Programmatically converting/parsing LaTeX code to plain text

Question

I have a couple of code projects in C++/Python in which LaTeX-format descriptions and labels are used to generate PDF documentation or graphs made using LaTeX+pstricks. However, we also have some plain text outputs, such as an HTML version of the documentation (I already have code to write minimal markup for that) and a non-TeX-enabled plot renderer.

For these I would like to eliminate the TeX markup that is necessary for e.g. representing physical units. This includes non-breaking (thin) spaces, \text, \mathrm etc. It would also be nice to parse down things like \frac{#1}{#2} into #1/#2 for the plain text output (and use MathJax for the HTML). Due to the system that we've got at the moment, I need to be able to do this from Python, i.e. ideally I'm looking for a Python package, but a non-Python executable which I can call from Python and catch the output string would also be fine.

I'm aware of the similar question on the TeX StackExchange site, but there weren't any really programmatic solutions to that: I've looked at detex, plasTeX and pytex, which they all seem a bit dead and don't really do what I need: programmatic conversion of a TeX string to a representative plain text string.

I could try writing a basic TeX parser using e.g. pyparsing, but a) that might be pitfall-laden and help would be appreciated and b) surely someone has tried that before, or knows of a way to hook into TeX itself to get a better result?

Update: Thanks for all the answers... it does indeed seem to be a bit of an awkward request! I can make do with less than general parsing of LaTeX, but the reason for considering a parser rather than a load of regexes in a loop is that I want to be able to handle nested macros and multi-arg macros nicely, and get the brace matching to work properly. Then I can e.g. reduce txt-irrelevant macros like \text and \mathrm first, and handle txt-relevant ones like \frac last... maybe even with appropriate parentheses! Well, I can dream... for now regexes are not doing such a terrible job.
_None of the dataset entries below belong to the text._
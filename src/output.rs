//! Styled output sinks
//!
//! Commands write their reports through the [`OutputSink`] trait instead
//! of printing directly, so rendering can be captured in tests and colors
//! can be turned off without touching command logic.

use crate::error::{DevkitError, Result};
use colored::Colorize;
use std::io::{self, Write};

/// Rendering style for a single output line
#[derive(Debug, Clone, Copy, PartialEq, Eq)]
pub enum Style {
    /// Content passed through untouched
    Plain,
    /// Summary and marker lines
    Accent,
}

/// Destination for command report lines
pub trait OutputSink {
    /// Write one line with the given style
    fn write_line(&mut self, text: &str, style: Style) -> Result<()>;
}

/// Sink writing styled lines to standard output
#[derive(Debug)]
pub struct ConsoleSink {
    out: io::Stdout,
    color: bool,
}

impl ConsoleSink {
    /// Create a sink writing to stdout, with or without colors
    ///
    /// Even with colors enabled, the `colored` crate suppresses escape
    /// sequences when stdout is not a terminal.
    pub fn new(color: bool) -> Self {
        Self {
            out: io::stdout(),
            color,
        }
    }

    fn render(&self, text: &str, style: Style) -> String {
        if !self.color {
            return text.to_string();
        }

        match style {
            Style::Plain => text.to_string(),
            Style::Accent => text.red().to_string(),
        }
    }
}

impl OutputSink for ConsoleSink {
    fn write_line(&mut self, text: &str, style: Style) -> Result<()> {
        let rendered = self.render(text, style);
        writeln!(self.out, "{rendered}")
            .map_err(|e| DevkitError::output("failed to write to stdout", e))
    }
}

/// Sink collecting styled lines in memory, used by tests
#[derive(Debug, Default)]
pub struct MemorySink {
    entries: Vec<(Style, String)>,
}

impl MemorySink {
    /// Create an empty sink
    pub fn new() -> Self {
        Self::default()
    }

    /// Captured line texts in write order
    pub fn lines(&self) -> Vec<&str> {
        self.entries.iter().map(|(_, text)| text.as_str()).collect()
    }

    /// Captured lines with their styles
    pub fn entries(&self) -> &[(Style, String)] {
        &self.entries
    }
}

impl OutputSink for MemorySink {
    fn write_line(&mut self, text: &str, style: Style) -> Result<()> {
        self.entries.push((style, text.to_string()));
        Ok(())
    }
}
You are right, pyparsing of TeX is a brutal thing, but others have made some headway with this. matplotlib contains a pyparsing TeX parser that you can perhaps bend to your purpose. You could also try posting on the pyparsing mail list and see if some of those who have done TeX work in the past might be able to help. — PaulMcG, Jan 25 '11 at 14:12
See http://stackoverflow.com/questions/3610551/math-in-restructuredtext-with-latex. — S.Lott, Jan 31 '11 at 21:00
Thanks: I'll look first in matplotlib... that's also a pre-existing dependency for one of my packages, so if I'm _very_ lucky I can use it via the mpl API! Cheers :) — andybuckley, Jan 31 '11 at 21:10

score 12 · Answer 1 · answered May 03 '18 at 09:11

I understand this is an old post, but since this post comes up often in latex-python-parsing searches (as evident by Extract only body text from arXiv articles formatted as .tex), leaving this here for folks down the line: Here's a LaTeX parser in Python that supports search over and modification of the parse tree, https://github.com/alvinwan/texsoup. Taken from the README, here is sample text and how you can interact with it via TexSoup.

from TexSoup import TexSoup
soup = TexSoup("""
\begin{document}

\section{Hello \textit{world}.}

\subsection{Watermelon}

(n.) A sacred fruit. Also known as:

\begin{itemize}
\item red lemon
\item life
\end{itemize}

Here is the prevalence of each synonym.

\begin{tabular}{c c}
red lemon & uncommon \\
life & common
\end{tabular}

\end{document}
""")

Here's how to navigate the parse tree.

>>> soup.section  # grabs the first `section`
\section{Hello \textit{world}.}
>>> soup.section.name
'section'
>>> soup.section.string
'Hello \\textit{world}.'
>>> soup.section.parent.name
'document'
>>> soup.tabular
\begin{tabular}{c c}
red lemon & uncommon \\
life & common
\end{tabular}
>>> soup.tabular.args[0]
'c c'
>>> soup.item
\item red lemon
>>> list(soup.find_all('item'))
[\item red lemon, \item life]

Disclaimer: I wrote this lib, but it was for similar reasons. Regarding the post by Little Bobby Tales (regarding def), TexSoup doesn't handle definitions.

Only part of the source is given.